Julie Mugford (pictured), a PhD student at the University of Canterbury and Chair of Te Pūnaha Matatini Whānau, is researching and developing statistical tools to improve the accuracy of classification-based crowdsourcing, aka citizen science.
Citizen science is the involvement of volunteers in helping scientists collect and analyse information, and Julie’s research aims to measure the accuracy of users and to develop efficient ways to improve the overall accuracy of such data.
Typically, classification-based citizen science projects ask multiple participants to identify each object and consensus methods are used to decide the classification of the object. Commonly, simple consensus methods – for example, majority vote – are used. However, majority vote weights the contributions from each participant equally but the participants may vary in accuracy with which they can label objects.
“Our approach is to use Bayesian statistics to estimate users’ accuracies at identifying objects and include these accuracies in the classification process,” explained Julie.

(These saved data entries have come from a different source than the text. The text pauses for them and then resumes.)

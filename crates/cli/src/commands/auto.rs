use std::path::PathBuf;

use anyhow::Result;
use tdport::ExportRequest;
use tdport::config::DiscoveryConfig;
use tdport::discovery::{LocalStoreDiscovery, account_name};
use tracing::info;

use super::CommandContext;
use crate::output;

pub const DEFAULT_OUT_DIR: &str = "bundles";
pub const DEFAULT_BASENAME: &str = "account";

pub async fn execute(ctx: &CommandContext, out: PathBuf) -> Result<()> {
	let discovery = LocalStoreDiscovery::new(DiscoveryConfig::from_env());
	let candidate = match discovery.resolve(&ctx.backend).await {
		Ok(candidate) => candidate,
		Err(err) => {
			output::failure("auto", &err);
			return Err(err.into());
		}
	};

	let basename = account_name(&candidate).unwrap_or_else(|| DEFAULT_BASENAME.to_string());
	info!(target = "tdport", source = %candidate.path.display(), basename, "exporting discovered store");
	super::export::run(ctx, &ExportRequest::new(candidate.path, out, basename)).await
}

“Although this approach complicates the classification process compared to a simple majority vote rule, it improves the accuracy of the classification decisions and provides more robust measures of classification certainty.”
How Kiwis are helping to answer important scientific questions
Citizen scientists can encompass a wide range of members within our society – from school children to trained scientists – who participate in a variety of research projects. These projects are often set up and managed by professional scientists, and specifically designed to give volunteers a role. For example, sharing and classifying bird and other observations of nature, classifying land types in satellite images of Earth, or classifying galaxies.
The popularity of citizen science projects has risen enormously in the last two decades, providing researchers with access to data from a large range of locations at unprecedented frequencies with minimal costs. This has become increasingly important as costly expert resources struggle to match the effort required to answer scientific questions. However, there is ongoing debate on the usefulness and accuracy of citizen science data as it may be prone to greater variability due to differences in volunteer’s skills.
“Motivated by the vision of Biosecurity New Zealand to have a biosecurity team of 4.7 million [New Zealand’s resident population], we have initially focused on improving the accuracy of classification-based citizen science projects that could be used as a tool to monitor invasive pests in New Zealand,” said Julie.
Biosecurity New Zealand, a part of the Ministry for Primary Industries, has set out a vision for 2025, and one of its five strategic directions aims is to make all New Zealanders aware of the importance of biosecurity and to get them involved in pest and disease management. It hopes to encourage a collective effort across the country – in which ‘every New Zealander becomes a biosecurity risk manager and every business manages their own biosecurity risk’.